EXERCISE REQUIREMENTS
Read through the listing and copy every line that contains the word "EngagementStatus".

INPUT
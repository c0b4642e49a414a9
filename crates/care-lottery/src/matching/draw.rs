//! Draw engine: uniform random selection of one eligible pool entry per call.

use std::collections::BTreeSet;
use std::sync::Mutex;

use chrono::{DateTime, Duration, Utc};
use rand::rngs::StdRng;
use rand::{Rng, SeedableRng};
use tracing::info;

use super::directory::ProfessionalProfile;
use super::domain::{
    Engagement, EngagementStatus, Enrollment, EnrollmentId, EnrollmentStatus, UserId,
};
use super::error::MatchingError;
use super::repository::Ledger;

/// Chooses the winning index among `candidates` entries.
pub trait CandidatePicker: Send + Sync {
    fn pick(&self, candidates: usize) -> usize;
}

/// Every candidate has the same probability, regardless of wait time.
#[derive(Debug)]
pub struct UniformPicker {
    rng: Mutex<StdRng>,
}

impl UniformPicker {
    pub fn from_entropy() -> Self {
        Self {
            rng: Mutex::new(StdRng::from_entropy()),
        }
    }

    pub fn seeded(seed: u64) -> Self {
        Self {
            rng: Mutex::new(StdRng::seed_from_u64(seed)),
        }
    }
}

impl Default for UniformPicker {
    fn default() -> Self {
        Self::from_entropy()
    }
}

impl CandidatePicker for UniformPicker {
    fn pick(&self, candidates: usize) -> usize {
        let mut rng = self.rng.lock().unwrap_or_else(|poisoned| poisoned.into_inner());
        rng.gen_range(0..candidates)
    }
}

/// Result of a successful draw: the consumed entry and the engagement it became.
#[derive(Debug, Clone, PartialEq, Eq)]
pub struct DrawnPair {
    pub enrollment: Enrollment,
    pub engagement: Engagement,
}

/// Awaiting, unexpired entries in the professional's slot, in id order.
pub(crate) fn candidates(
    ledger: &Ledger,
    professional: &ProfessionalProfile,
    now: DateTime<Utc>,
    exclude_repeat_patients: bool,
) -> Vec<EnrollmentId> {
    let previously_drawn: BTreeSet<UserId> = if exclude_repeat_patients {
        ledger
            .enrollments()
            .filter(|enrollment| enrollment.professional_id == Some(professional.id))
            .map(|enrollment| enrollment.patient_id)
            .collect()
    } else {
        BTreeSet::new()
    };

    ledger
        .enrollments()
        .filter(|enrollment| {
            enrollment.is_drawable(now)
                && enrollment.specialty == professional.specialty
                && enrollment.state == professional.state
                && enrollment.municipality == professional.municipality
                && !previously_drawn.contains(&enrollment.patient_id)
        })
        .map(|enrollment| enrollment.id)
        .collect()
}

/// Consume one candidate and open an engagement for it.
///
/// Runs inside the caller's transaction, so the candidate read and the status write are not
/// interleaved with any other draw or cancellation.
pub(crate) fn draw<P>(
    ledger: &mut Ledger,
    professional: &ProfessionalProfile,
    picker: &P,
    now: DateTime<Utc>,
    engagement_ceiling: Duration,
    exclude_repeat_patients: bool,
) -> Result<DrawnPair, MatchingError>
where
    P: CandidatePicker + ?Sized,
{
    let pool = candidates(ledger, professional, now, exclude_repeat_patients);
    if pool.is_empty() {
        return Err(MatchingError::NoEligibleCandidates {
            specialty: professional.specialty.clone(),
            state: professional.state.clone(),
            municipality: professional.municipality.clone(),
        });
    }

    let winner = pool[picker.pick(pool.len()).min(pool.len() - 1)];
    let enrollment = {
        let entry = ledger
            .enrollment_mut(winner)
            .ok_or_else(|| MatchingError::not_found(format!("enrollment {winner} not found")))?;
        entry.status = EnrollmentStatus::DrawnInProgress;
        entry.professional_id = Some(professional.id);
        entry.drawn_at = Some(now);
        entry.clone()
    };

    let engagement = Engagement {
        id: ledger.allocate_engagement_id(),
        enrollment_id: Some(enrollment.id),
        professional_id: professional.id,
        patient_id: enrollment.patient_id,
        specialty: professional.specialty.clone(),
        status: EngagementStatus::Active,
        started_at: now,
        ended_at: Some(now + engagement_ceiling),
        cancellation_justification: None,
        confirmed_at: None,
    };
    ledger.put_engagement(engagement.clone());

    info!(
        professional_id = %professional.id,
        enrollment_id = %enrollment.id,
        engagement_id = %engagement.id,
        candidates = pool.len(),
        "patient drawn"
    );
    Ok(DrawnPair {
        enrollment,
        engagement,
    })
}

WRITTEN RESPONSE
    Engagement, EngagementStatus, Enrollment, EnrollmentId, EnrollmentStatus, UserId,
        status: EngagementStatus::Active,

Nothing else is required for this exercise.